Before you go for the first company, though, it’s important that you do your homework when it comes to loans, so that you can get the best deal, and also ensure that you don’t actually end up in debt as a result of taking out the loan in the first place.
In this article, we’re going to walk you through the things you should take into consideration before applying for a business loan – let alone taking one out.
Shop around as much as possible:
All you have to do is type in “loan” as a search into Google, and you’ll be shown an endless amount of links offering you “the best deal”, but as with everything, you shouldn’t just take the first thing that shows up, because a lot of the time, things aren’t always what they seem.
There are many websites that allow you to compare different business loans, so you can always get the best deal based on your circumstances, because loans are not a cookie-cutter solution.
When searching for a loan, one of the most important factors to consider is the APR (Annual Percentage Rate) – this is basically considered to be the real cost of a loan when all is said and done, and includes things like interest on the loan.
So, although you may see a loan that offers low monthly repayments, upon closer inspection, the APR could be very high.
You’ll typically find that your bank will offer a very low APR, usually under 5%, whereas payday loan companies will be extremely high, anywhere from 50%+ and independent loan companies will be somewhere in the middle.

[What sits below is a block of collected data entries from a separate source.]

use serde::Serialize;

use crate::models::ChallengeGoal;

/// How criteria text is reduced to keywords
#[derive(Debug, Clone, Copy)]
pub struct KeywordRules {
    /// Keywords must be strictly longer than this many characters
    pub min_exclusive_len: usize,
    pub stopwords: &'static [&'static str],
}

impl KeywordRules {
    pub fn keywords(&self, criteria: &str) -> Vec<String> {
        let mut keywords: Vec<String> = criteria
            .to_lowercase()
            .split(|c: char| !c.is_alphanumeric())
            .filter(|word| word.chars().count() > self.min_exclusive_len)
            .filter(|word| !self.stopwords.contains(word))
            .map(str::to_string)
            .collect();
        keywords.dedup();
        keywords
    }
}

#[derive(Debug, Clone, PartialEq, Serialize)]
#[serde(rename_all = "camelCase")]
pub struct GoalAlignment {
    pub matched: usize,
    pub total: usize,
    /// 0 to 100; 100 when there are no goals
    pub percent: f64,
}

/// Share of goals with at least one criteria keyword in the output.
///
/// Plain substring matching on the lower-cased output, so incidental mentions
/// count as matches.
pub fn goal_alignment(goals: &[ChallengeGoal], output: &str, rules: &KeywordRules) -> GoalAlignment {
    if goals.is_empty() {
        return GoalAlignment {
            matched: 0,
            total: 0,
            percent: 100.0,
        };
    }

    let haystack = output.to_lowercase();
    let matched = goals
        .iter()
        .filter(|goal| {
            rules
                .keywords(&goal.criteria)
                .iter()
                .any(|keyword| haystack.contains(keyword.as_str()))
        })
        .count();

    GoalAlignment {
        matched,
        total: goals.len(),
        percent: matched as f64 / goals.len() as f64 * 100.0,
    }
}
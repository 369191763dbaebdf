//! Rule-based heuristic verifiers.
//!
//! Each verifier runs a fixed battery of deterministic checks and scores the
//! submission as `round(100 * passed / total)`.

mod alignment;
mod code;
mod multimodal;
mod text;

pub use alignment::{GoalAlignment, KeywordRules, goal_alignment};
pub use code::CodeVerifier;
pub use multimodal::MultimodalVerifier;
pub use text::TextVerifier;

use async_trait::async_trait;

use crate::models::{
    ChallengeContext, ChallengeGoal, VerifierCheck, VerifierDetails, VerifierResult, VerifierType,
};

/// Input handed to every heuristic verifier
#[derive(Debug, Clone, Default)]
pub struct VerifierContext {
    pub challenge_title: String,
    pub challenge_description: String,
    pub challenge_goals: Vec<ChallengeGoal>,
    pub output: String,
    pub submission_type: Option<String>,
}

impl VerifierContext {
    pub fn new(
        challenge: &ChallengeContext,
        output: impl Into<String>,
        submission_type: Option<String>,
    ) -> Self {
        Self {
            challenge_title: challenge.title.clone(),
            challenge_description: challenge.description.clone(),
            challenge_goals: challenge.goals.clone(),
            output: output.into(),
            submission_type,
        }
    }
}

#[async_trait]
pub trait Verifier: Send + Sync {
    fn kind(&self) -> VerifierType;

    async fn verify(&self, context: &VerifierContext) -> VerifierResult;
}

pub(crate) fn check(name: &str, passed: bool, message: impl Into<String>) -> VerifierCheck {
    VerifierCheck {
        name: name.to_string(),
        passed,
        message: Some(message.into()),
    }
}

pub(crate) fn score_checks(
    kind: VerifierType,
    checks: Vec<VerifierCheck>,
    metadata: serde_json::Value,
) -> VerifierResult {
    let passed = checks.iter().filter(|check| check.passed).count();
    let score = if checks.is_empty() {
        0
    } else {
        (100.0 * passed as f64 / checks.len() as f64).round() as u8
    };

    VerifierResult {
        kind,
        score,
        details: VerifierDetails {
            checks,
            metadata: Some(metadata),
        },
    }
}

#[cfg(test)]
mod tests {
    use super::*;

    #[test]
    fn test_score_rounds_pass_ratio() {
        let checks = vec![
            check("a", true, ""),
            check("b", true, ""),
            check("c", false, ""),
        ];
        let result = score_checks(VerifierType::Text, checks, serde_json::json!({}));
        assert_eq!(result.score, 67);
        assert_eq!(result.kind, VerifierType::Text);
    }

    #[test]
    fn test_score_no_checks_is_zero() {
        let result = score_checks(VerifierType::Code, vec![], serde_json::Value::Null);
        assert_eq!(result.score, 0);
    }

    #[tokio::test]
    async fn test_empty_output_never_scores_full() {
        let context = VerifierContext::default();
        let verifiers: Vec<Box<dyn Verifier>> = vec![
            Box::new(CodeVerifier),
            Box::new(TextVerifier),
            Box::new(MultimodalVerifier),
        ];

        for verifier in verifiers {
            let result = verifier.verify(&context).await;
            assert!(!result.details.checks[0].passed, "{} has_content", verifier.kind());
            assert!(result.score < 100);
        }
    }
}
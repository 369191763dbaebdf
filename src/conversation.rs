//! Scoring for chat-transcript submissions.

use std::collections::HashMap;
use std::sync::Arc;
use tracing::{info, warn};

use crate::config::ScoringConfig;
use crate::error::ScoringError;
use crate::judge::{JudgeEvaluation, LlmJudge};
use crate::models::{
    ChallengeContext, ChallengeGoal, ConversationMessage, ConversationMetrics, Dimensions,
    GoalScore, Role, ScoringResponse,
};

const GOAL_ALIGNMENT_SHARE: f64 = 0.8;
const QUALITY_SHARE: f64 = 0.2;

/// Rough characters-per-token ratio for local token estimates
const CHARS_PER_TOKEN: usize = 4;

pub struct ConversationScorer {
    judge: Arc<LlmJudge>,
    settings: ScoringConfig,
}

impl ConversationScorer {
    pub fn new(judge: Arc<LlmJudge>, settings: ScoringConfig) -> Self {
        Self { judge, settings }
    }

    /// Judge a transcript and blend goal alignment with quality dimensions.
    ///
    /// Only an invalid challenge is an error. A failed judge call yields a
    /// degraded response with `available == false`.
    pub async fn score_conversation(
        &self,
        challenge: &ChallengeContext,
        conversation: &[ConversationMessage],
    ) -> Result<ScoringResponse, ScoringError> {
        challenge.validate()?;
        let metrics = conversation_metrics(conversation);

        let evaluation = match self.judge.evaluate(challenge, conversation).await {
            Ok(evaluation) => evaluation,
            Err(e) => {
                warn!(challenge_id = challenge.id, error = %e, "conversation scoring failed");
                return Ok(degraded_response(&e.to_string(), metrics));
            }
        };

        let response = self.blend(challenge, evaluation, metrics);
        info!(
            challenge_id = challenge.id,
            composite = response.composite_score,
            goal_alignment = ?response.goal_alignment,
            "conversation scored"
        );
        Ok(response)
    }

    fn blend(
        &self,
        challenge: &ChallengeContext,
        evaluation: JudgeEvaluation,
        metrics: ConversationMetrics,
    ) -> ScoringResponse {
        let per_goal = evaluation.per_goal.as_deref().unwrap_or_default();
        let alignment = if challenge.goals.is_empty() {
            None
        } else {
            goal_alignment(&challenge.goals, per_goal)
        };

        let mut composite = match (alignment, evaluation.dimensions.quality_average()) {
            (Some(alignment), Some(quality)) => {
                GOAL_ALIGNMENT_SHARE * alignment + QUALITY_SHARE * quality
            }
            (Some(alignment), None) => alignment,
            (None, _) => f64::from(evaluation.composite_score),
        };

        let cap = f64::from(self.settings.critical_cap);
        if evaluation.per_goal.is_some() && failing_critical_goal(&challenge.goals, per_goal, cap) {
            composite = composite.min(cap);
        }

        ScoringResponse {
            model: evaluation.model,
            composite_score: to_score(composite),
            goal_alignment: alignment.map(to_score),
            per_goal: evaluation.per_goal,
            dimensions: evaluation.dimensions,
            explanations: evaluation.explanations,
            conversation_metrics: metrics,
            available: true,
        }
    }
}

/// Weighted mean of per-goal scores, `sum(score * weight) / sum(weight)`.
///
/// Weights come from the challenge goal with the same id. Entries the
/// challenge does not know about count with weight 1.
pub fn goal_alignment(goals: &[ChallengeGoal], per_goal: &[GoalScore]) -> Option<f64> {
    let (weighted, total_weight) = per_goal.iter().fold((0.0, 0.0), |(weighted, total), entry| {
        let weight = goals
            .iter()
            .find(|goal| goal.id == entry.goal_id)
            .map_or(1.0, |goal| goal.weight);
        (weighted + f64::from(entry.score) * weight, total + weight)
    });

    (total_weight > 0.0).then(|| weighted / total_weight)
}

/// A critical goal below the cap, or with no judge entry at all, fails the gate.
fn failing_critical_goal(goals: &[ChallengeGoal], per_goal: &[GoalScore], cap: f64) -> bool {
    goals.iter().filter(|goal| goal.critical).any(|goal| {
        per_goal
            .iter()
            .find(|entry| entry.goal_id == goal.id)
            .is_none_or(|entry| f64::from(entry.score) < cap)
    })
}

/// Transcript statistics; token counts are estimated at four characters per token.
pub fn conversation_metrics(conversation: &[ConversationMessage]) -> ConversationMetrics {
    let mut metrics = ConversationMetrics {
        message_count: conversation.len(),
        ..ConversationMetrics::default()
    };
    let mut total_chars = 0;

    for message in conversation {
        let chars = message.content.chars().count();
        let tokens = chars.div_ceil(CHARS_PER_TOKEN);
        total_chars += chars;
        match message.role {
            Role::User | Role::System => metrics.input_tokens += tokens,
            Role::Assistant => metrics.output_tokens += tokens,
        }
    }

    metrics.total_tokens = metrics.input_tokens + metrics.output_tokens;
    if !conversation.is_empty() {
        metrics.average_message_length = total_chars as f64 / conversation.len() as f64;
    }
    metrics
}

fn degraded_response(error: &str, metrics: ConversationMetrics) -> ScoringResponse {
    ScoringResponse {
        model: "error".to_string(),
        composite_score: 0,
        goal_alignment: None,
        per_goal: None,
        dimensions: Dimensions::default(),
        explanations: HashMap::from([("error".to_string(), error.to_string())]),
        conversation_metrics: metrics,
        available: false,
    }
}

fn to_score(value: f64) -> u8 {
    value.clamp(0.0, 100.0).round() as u8
}
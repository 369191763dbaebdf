use async_openai::{Client, config::OpenAIConfig, types::CreateEmbeddingRequestArgs};
use async_trait::async_trait;
use tracing::debug;

use super::{EmbeddingProvider, ProviderEmbeddings};
use crate::config::{EmbeddingConfig, openai_client};
use crate::error::ProviderError;
use crate::retry::{RetryPolicy, with_retry};

const OPERATION: &str = "embeddings";

/// Embedding provider for any OpenAI-compatible `/embeddings` endpoint
pub struct OpenAiEmbeddingProvider {
    client: Client<OpenAIConfig>,
    model: String,
    policy: RetryPolicy,
}

impl OpenAiEmbeddingProvider {
    /// Create the provider, reading the API key from the configured environment variable
    pub fn from_config(config: &EmbeddingConfig) -> Result<Self, ProviderError> {
        let client = openai_client(
            &config.api_endpoint,
            &config.env_var_api_key,
            config.timeout_secs,
        )?;

        Ok(Self::new(client, config.model.clone(), config.retry_policy()))
    }

    pub fn new(client: Client<OpenAIConfig>, model: String, policy: RetryPolicy) -> Self {
        Self {
            client,
            model,
            policy,
        }
    }

    async fn request(&self, texts: &[String]) -> Result<ProviderEmbeddings, ProviderError> {
        let request = CreateEmbeddingRequestArgs::default()
            .model(&self.model)
            .input(texts.to_vec())
            .build()
            .map_err(|e| ProviderError::from_openai(OPERATION, e))?;

        let response = self
            .client
            .embeddings()
            .create(request)
            .await
            .map_err(|e| ProviderError::from_openai(OPERATION, e))?;

        let mut data = response.data;
        data.sort_by_key(|embedding| embedding.index);

        Ok(ProviderEmbeddings {
            vectors: data.into_iter().map(|embedding| embedding.embedding).collect(),
            tokens: response.usage.total_tokens,
        })
    }
}

#[async_trait]
impl EmbeddingProvider for OpenAiEmbeddingProvider {
    fn model(&self) -> &str {
        &self.model
    }

    async fn embed(&self, texts: &[String]) -> Result<ProviderEmbeddings, ProviderError> {
        debug!(model = %self.model, inputs = texts.len(), "requesting embeddings");
        with_retry(&self.policy, OPERATION, || self.request(texts)).await
    }
}
//! Named request option presets.

use crate::target::Transition;
use parking_lot::RwLock;
use quiver_common::{Size, SizeSpec};
use quiver_decode::DecodeOptions;
use serde::{Deserialize, Serialize};
use std::collections::BTreeMap;

/// Per-request settings that can be stored under a name and reused.
#[derive(Debug, Clone, Copy, PartialEq, Eq, Default, Serialize, Deserialize)]
pub struct RequestOptions {
    /// Explicit decode bounds; falls back to the target's size hint when absent.
    #[serde(default, skip_serializing_if = "Option::is_none")]
    pub size: Option<Size>,
    #[serde(default)]
    pub decode: DecodeOptions,
    #[serde(default)]
    pub transition: Transition,
}

impl RequestOptions {
    /// Explicit size spec, if one was configured.
    pub fn size_spec(&self) -> Option<SizeSpec> {
        self.size.map(|s| SizeSpec::from(Some(s)))
    }
}

/// Engine-owned table of option presets keyed by caller-chosen names.
#[derive(Debug, Default)]
pub struct OptionsRegistry {
    presets: RwLock<BTreeMap<String, RequestOptions>>,
}

impl OptionsRegistry {
    pub fn new() -> Self {
        Self::default()
    }

    /// Registry preloaded with `presets`.
    pub fn with_presets(presets: BTreeMap<String, RequestOptions>) -> Self {
        Self {
            presets: RwLock::new(presets),
        }
    }

    /// Store a preset, returning the one it replaced.
    pub fn put(&self, name: impl Into<String>, options: RequestOptions) -> Option<RequestOptions> {
        self.presets.write().insert(name.into(), options)
    }

    pub fn get(&self, name: &str) -> Option<RequestOptions> {
        self.presets.read().get(name).copied()
    }

    pub fn remove(&self, name: &str) -> Option<RequestOptions> {
        self.presets.write().remove(name)
    }

    /// Registered names in sorted order.
    pub fn names(&self) -> Vec<String> {
        self.presets.read().keys().cloned().collect()
    }

    pub fn len(&self) -> usize {
        self.presets.read().len()
    }

    pub fn is_empty(&self) -> bool {
        self.presets.read().is_empty()
    }
}
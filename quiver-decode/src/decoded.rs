//! Decoded image buffers and the options that shape them.

use quiver_cache::Weighted;
use quiver_common::{PixelLayout, Size};
use serde::{Deserialize, Serialize};
use std::fmt;

/// Decoder options that change the produced pixels; part of the request key.
#[derive(Debug, Clone, Copy, PartialEq, Eq, Hash, Default, Serialize, Deserialize)]
pub struct DecodeOptions {
    /// Channel layout of the output buffer.
    #[serde(default)]
    pub layout: PixelLayout,
}

impl DecodeOptions {
    pub const fn with_layout(layout: PixelLayout) -> Self {
        Self { layout }
    }
}

/// An immutable, tightly packed pixel buffer plus decode diagnostics.
#[derive(Clone, PartialEq, Eq)]
pub struct DecodedImage {
    pixels: Vec<u8>,
    layout: PixelLayout,
    width: u32,
    height: u32,
    source_width: u32,
    source_height: u32,
    subsample: u32,
}

impl DecodedImage {
    pub(crate) fn new(
        pixels: Vec<u8>,
        layout: PixelLayout,
        size: Size,
        source: Size,
        subsample: u32,
    ) -> Self {
        debug_assert_eq!(pixels.len(), layout.buffer_len(size.width, size.height));
        Self {
            pixels,
            layout,
            width: size.width,
            height: size.height,
            source_width: source.width,
            source_height: source.height,
            subsample,
        }
    }

    /// Build an image from raw pixels, e.g. for placeholders or tests.
    ///
    /// Returns `None` if the buffer length does not match the dimensions.
    pub fn from_pixels(pixels: Vec<u8>, layout: PixelLayout, width: u32, height: u32) -> Option<Self> {
        if width == 0 || height == 0 || pixels.len() != layout.buffer_len(width, height) {
            return None;
        }
        let size = Size::new(width, height);
        Some(Self::new(pixels, layout, size, size, 1))
    }

    pub fn pixels(&self) -> &[u8] {
        &self.pixels
    }

    pub fn layout(&self) -> PixelLayout {
        self.layout
    }

    pub fn width(&self) -> u32 {
        self.width
    }

    pub fn height(&self) -> u32 {
        self.height
    }

    pub fn size(&self) -> Size {
        Size::new(self.width, self.height)
    }

    /// Dimensions reported by the source header.
    pub fn source_size(&self) -> Size {
        Size::new(self.source_width, self.source_height)
    }

    /// Power-of-two divisor applied while decoding.
    pub fn subsample(&self) -> u32 {
        self.subsample
    }

    /// Approximate heap footprint for cache accounting.
    pub fn byte_size(&self) -> usize {
        self.pixels.len() + std::mem::size_of::<Self>()
    }
}

impl Weighted for DecodedImage {
    fn weight(&self) -> usize {
        self.byte_size()
    }
}

impl fmt::Debug for DecodedImage {
    fn fmt(&self, f: &mut fmt::Formatter<'_>) -> fmt::Result {
        f.debug_struct("DecodedImage")
            .field("layout", &self.layout)
            .field("size", &format_args!("{}x{}", self.width, self.height))
            .field(
                "source",
                &format_args!("{}x{}", self.source_width, self.source_height),
            )
            .field("subsample", &self.subsample)
            .field("bytes", &self.pixels.len())
            .finish()
    }
}
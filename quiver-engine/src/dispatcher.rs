//! Worker pool and the single delivery thread.
//!
//! Fetch and decode run on a fixed pool of named worker threads fed by a
//! FIFO `crossbeam-channel` queue. Completion callbacks are posted to one
//! dedicated delivery thread over a `flume` channel, so every target mutation
//! and listener callback is serialized regardless of which worker produced
//! the result.
//!
//! Both queues shut down by dropping their sender: threads drain what is
//! already queued, then exit.

use parking_lot::{Condvar, Mutex};
use std::io;
use std::panic::{catch_unwind, AssertUnwindSafe};
use std::sync::atomic::{AtomicU64, Ordering};
use std::sync::Arc;
use std::thread::{self, JoinHandle, ThreadId};
use tracing::{debug, error, trace};

/// A unit of work.
pub type Job = Box<dyn FnOnce() + Send + 'static>;

/// Count of queued plus running jobs.
#[derive(Default)]
struct Pending {
    count: Mutex<usize>,
    idle: Condvar,
}

impl Pending {
    fn increment(&self) {
        *self.count.lock() += 1;
    }

    fn decrement(&self) {
        let mut count = self.count.lock();
        *count = count.saturating_sub(1);
        if *count == 0 {
            self.idle.notify_all();
        }
    }

    fn get(&self) -> usize {
        *self.count.lock()
    }

    fn wait_zero(&self) {
        let mut count = self.count.lock();
        while *count > 0 {
            self.idle.wait(&mut count);
        }
    }
}

/// Fixed-size FIFO thread pool.
pub struct WorkerPool {
    sender: Mutex<Option<crossbeam_channel::Sender<Job>>>,
    handles: Mutex<Vec<JoinHandle<()>>>,
    thread_ids: Vec<ThreadId>,
    pending: Arc<Pending>,
    executed: Arc<AtomicU64>,
}

impl WorkerPool {
    /// Spawn `size` workers named `<name>-<n>`.
    pub fn new(size: usize, name: &str) -> io::Result<Self> {
        let (sender, receiver) = crossbeam_channel::unbounded::<Job>();
        let pending = Arc::new(Pending::default());
        let executed = Arc::new(AtomicU64::new(0));

        let mut handles = Vec::with_capacity(size);
        for n in 0..size.max(1) {
            let receiver = receiver.clone();
            let pending = Arc::clone(&pending);
            let executed = Arc::clone(&executed);
            let handle = thread::Builder::new()
                .name(format!("{name}-{n}"))
                .spawn(move || {
                    while let Ok(job) = receiver.recv() {
                        if catch_unwind(AssertUnwindSafe(job)).is_err() {
                            error!("worker job panicked");
                        }
                        executed.fetch_add(1, Ordering::Relaxed);
                        pending.decrement();
                    }
                    trace!("worker exiting");
                })?;
            handles.push(handle);
        }
        let thread_ids = handles.iter().map(|h| h.thread().id()).collect();
        debug!(workers = handles.len(), name, "worker pool started");

        Ok(Self {
            sender: Mutex::new(Some(sender)),
            handles: Mutex::new(handles),
            thread_ids,
            pending,
            executed,
        })
    }

    /// Queue a job. Returns it back if the pool has been shut down.
    pub fn execute(&self, job: Job) -> Result<(), Job> {
        let sender = self.sender.lock();
        let Some(sender) = sender.as_ref() else {
            return Err(job);
        };
        self.pending.increment();
        sender.send(job).map_err(|e| {
            self.pending.decrement();
            e.into_inner()
        })
    }

    /// Block until no job is queued or running.
    ///
    /// Returns immediately when called from a worker, whose own job would
    /// otherwise never let the count reach zero.
    pub fn wait_idle(&self) {
        if self.is_worker_thread() {
            return;
        }
        self.pending.wait_zero();
    }

    /// Queued plus running jobs.
    pub fn pending(&self) -> usize {
        self.pending.get()
    }

    /// Jobs finished since the pool started.
    pub fn executed(&self) -> u64 {
        self.executed.load(Ordering::Relaxed)
    }

    pub fn size(&self) -> usize {
        self.thread_ids.len()
    }

    pub fn is_shut_down(&self) -> bool {
        self.sender.lock().is_none()
    }

    pub fn is_worker_thread(&self) -> bool {
        self.thread_ids.contains(&thread::current().id())
    }

    /// Stop accepting jobs, let queued jobs finish and join the workers.
    ///
    /// Idempotent. From a worker thread the workers are left to exit on
    /// their own.
    pub fn shutdown(&self) {
        drop(self.sender.lock().take());
        if self.is_worker_thread() {
            return;
        }
        let handles = std::mem::take(&mut *self.handles.lock());
        for handle in handles {
            if handle.join().is_err() {
                error!("worker thread panicked");
            }
        }
    }
}

impl Drop for WorkerPool {
    fn drop(&mut self) {
        self.shutdown();
    }
}

/// Single thread that runs completion callbacks in posting order.
pub struct DeliveryQueue {
    sender: Mutex<Option<flume::Sender<Job>>>,
    handle: Mutex<Option<JoinHandle<()>>>,
    thread_id: ThreadId,
}

impl DeliveryQueue {
    pub fn new(name: &str) -> io::Result<Self> {
        let (sender, receiver) = flume::unbounded::<Job>();
        let handle = thread::Builder::new()
            .name(name.to_string())
            .spawn(move || {
                while let Ok(job) = receiver.recv() {
                    if catch_unwind(AssertUnwindSafe(job)).is_err() {
                        error!("delivery callback panicked");
                    }
                }
                trace!("delivery thread exiting");
            })?;
        let thread_id = handle.thread().id();
        Ok(Self {
            sender: Mutex::new(Some(sender)),
            handle: Mutex::new(Some(handle)),
            thread_id,
        })
    }

    /// Queue a callback. Returns false once the queue has shut down.
    pub fn post(&self, job: Job) -> bool {
        match self.sender.lock().as_ref() {
            Some(sender) => sender.send(job).is_ok(),
            None => false,
        }
    }

    /// Block until every callback posted before this call has run.
    pub fn flush(&self) {
        if self.is_delivery_thread() {
            return;
        }
        let (tx, rx) = flume::bounded::<()>(1);
        if self.post(Box::new(move || {
            let _ = tx.send(());
        })) {
            // Err means the queue shut down and dropped the marker.
            let _ = rx.recv();
        }
    }

    pub fn is_delivery_thread(&self) -> bool {
        thread::current().id() == self.thread_id
    }

    /// Run what is queued, then stop the thread. Idempotent.
    pub fn shutdown(&self) {
        drop(self.sender.lock().take());
        if self.is_delivery_thread() {
            return;
        }
        if let Some(handle) = self.handle.lock().take() {
            if handle.join().is_err() {
                error!("delivery thread panicked");
            }
        }
    }
}

impl Drop for DeliveryQueue {
    fn drop(&mut self) {
        self.shutdown();
    }
}
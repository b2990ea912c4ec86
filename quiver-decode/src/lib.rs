//! Image decoding for the quiver image loader.
//!
//! A [`Decoder`] turns a re-openable byte source ([`StreamOpener`], usually a
//! [`RawBytesHandle`]) into a [`DecodedImage`] no larger than needed to cover
//! a target [`SizeSpec`](quiver_common::SizeSpec):
//!
//! - the header is probed first, without allocating the pixel buffer
//! - the source is then decoded at a power-of-two fraction of its size
//!   (see [`compute_subsample`])
//!
//! # Example
//!
//! ```no_run
//! use quiver_common::SizeSpec;
//! use quiver_decode::{DecodeOptions, Decoder, RawBytesHandle};
//!
//! let handle = RawBytesHandle::file("/tmp/photo.jpg");
//! let spec = SizeSpec::bounded(400, 300).unwrap_or_default();
//! let image = Decoder::new().decode(&handle, spec, DecodeOptions::default())?;
//! println!(
//!     "{} decoded at {} (subsample {})",
//!     image.source_size(),
//!     image.size(),
//!     image.subsample()
//! );
//! # Ok::<(), quiver_decode::DecodeError>(())
//! ```

pub mod decoded;
pub mod decoder;
pub mod error;
pub mod source;

pub use decoded::{DecodeOptions, DecodedImage};
pub use decoder::{
    compute_subsample, subsampled_size, Decoder, ProbeInfo, DEFAULT_MAX_DECODE_BYTES,
};
pub use error::{DecodeError, FetchError};
pub use source::{ImageStream, RawBytesHandle, StreamOpener};
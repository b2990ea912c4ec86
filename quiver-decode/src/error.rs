//! Error types for fetching and decoding.
//!
//! Both enums are `Clone` because one failure is fanned out to every waiter
//! of a coalesced request.

use std::io;
use thiserror::Error;

/// Failure to produce a byte stream for a URI.
#[derive(Debug, Clone, PartialEq, Eq, Error)]
pub enum FetchError {
    /// The source does not exist.
    #[error("Not found: {0}")]
    NotFound(String),

    /// Remote transport failed (unreachable host, bad status, truncated body).
    #[error("Network error: {0}")]
    Network(String),

    /// Local read failed.
    #[error("I/O error: {0}")]
    Io(String),

    /// No fetcher handles this kind of source.
    #[error("Unsupported source: {0}")]
    Unsupported(String),
}

impl FetchError {
    /// Returns true if a later attempt could plausibly succeed.
    #[must_use]
    pub fn is_retryable(&self) -> bool {
        matches!(self, Self::Network(_) | Self::Io(_))
    }
}

impl From<io::Error> for FetchError {
    fn from(err: io::Error) -> Self {
        match err.kind() {
            io::ErrorKind::NotFound => Self::NotFound(err.to_string()),
            _ => Self::Io(err.to_string()),
        }
    }
}

/// Failure to turn bytes into a bounded image.
#[derive(Debug, Clone, PartialEq, Eq, Error)]
pub enum DecodeError {
    /// Opening the source stream failed.
    #[error("Fetch failed: {0}")]
    Fetch(#[from] FetchError),

    /// The bytes are not a valid image.
    #[error("Malformed image: {0}")]
    Malformed(String),

    /// Recognized but unsupported format or feature.
    #[error("Unsupported image format: {0}")]
    Unsupported(String),

    /// Decoding would need more memory than the decoder allows.
    #[error("Image too large to decode: {0}")]
    TooLarge(String),

    /// The header or the decoded result has a zero width or height.
    #[error("Image has zero dimension ({width}x{height})")]
    ZeroDimension { width: u32, height: u32 },
}

impl From<image::ImageError> for DecodeError {
    fn from(err: image::ImageError) -> Self {
        use image::ImageError;
        match err {
            ImageError::Unsupported(e) => Self::Unsupported(e.to_string()),
            ImageError::Limits(e) => Self::TooLarge(e.to_string()),
            ImageError::IoError(e) if e.kind() == io::ErrorKind::UnexpectedEof => {
                Self::Malformed(format!("truncated image data: {e}"))
            }
            ImageError::IoError(e) => Self::Fetch(e.into()),
            other => Self::Malformed(other.to_string()),
        }
    }
}

impl From<jpeg_decoder::Error> for DecodeError {
    fn from(err: jpeg_decoder::Error) -> Self {
        match err {
            jpeg_decoder::Error::Unsupported(feature) => Self::Unsupported(format!("{feature:?}")),
            jpeg_decoder::Error::Io(e) => Self::Fetch(e.into()),
            other => Self::Malformed(other.to_string()),
        }
    }
}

However, this is just an average, and it doesn’t mean that you’ll alway get the best rate from your bank, so if you’ve gone to them for a quote first, make sure you shop around for other quotes to see if you can get a better deal, not just in terms of APR, but also in re-payment terms before you decide which provider to go with.
Read the fine print:
This obviously applies to any kind of contract you sign, but especially so when you’re making yourself responsible for paying back money.
Reading the fine print isn’t just something you need to do when taking out a loan – it’s something you should be reading even before taking it out to make sure you’re actually eligible, because if you apply for a loan believing that you’re eligible and then get rejected, it can have a negative effect on your credit score, which can cause you problems when applying for other loans down the line.
For example, you may come across a great advert for a loan with a really low APR that seems totally affordable.
However, when you look closer at the fine print, you’ll see that it’s only open to existing customers who hold a current account at that bank, or credit card holders at that company who have used it within the past 6 months at a specific retail chain.
Although it’s definitely possible to get yourself a good deal when shopping for a personal loan, reading the fine print is definitely important.
Consider the cost of early repayment:
Although it may seem counterintuitive, many companies will charge you for paying off your loan early.
The reason for this is due to the company losing the interest on your payment, so if you pay back your loan two months early, then they’ve lost two months interest, which can be a good chunk depending on the loan amount and the APR.
When you’re taking the loan out, it’s a good idea to consider if you’ll possibly be looking to pay your loan back early.
If so, then looking around for a loan that offers either a flexible repayment option or no penalty for early repayment is a good idea.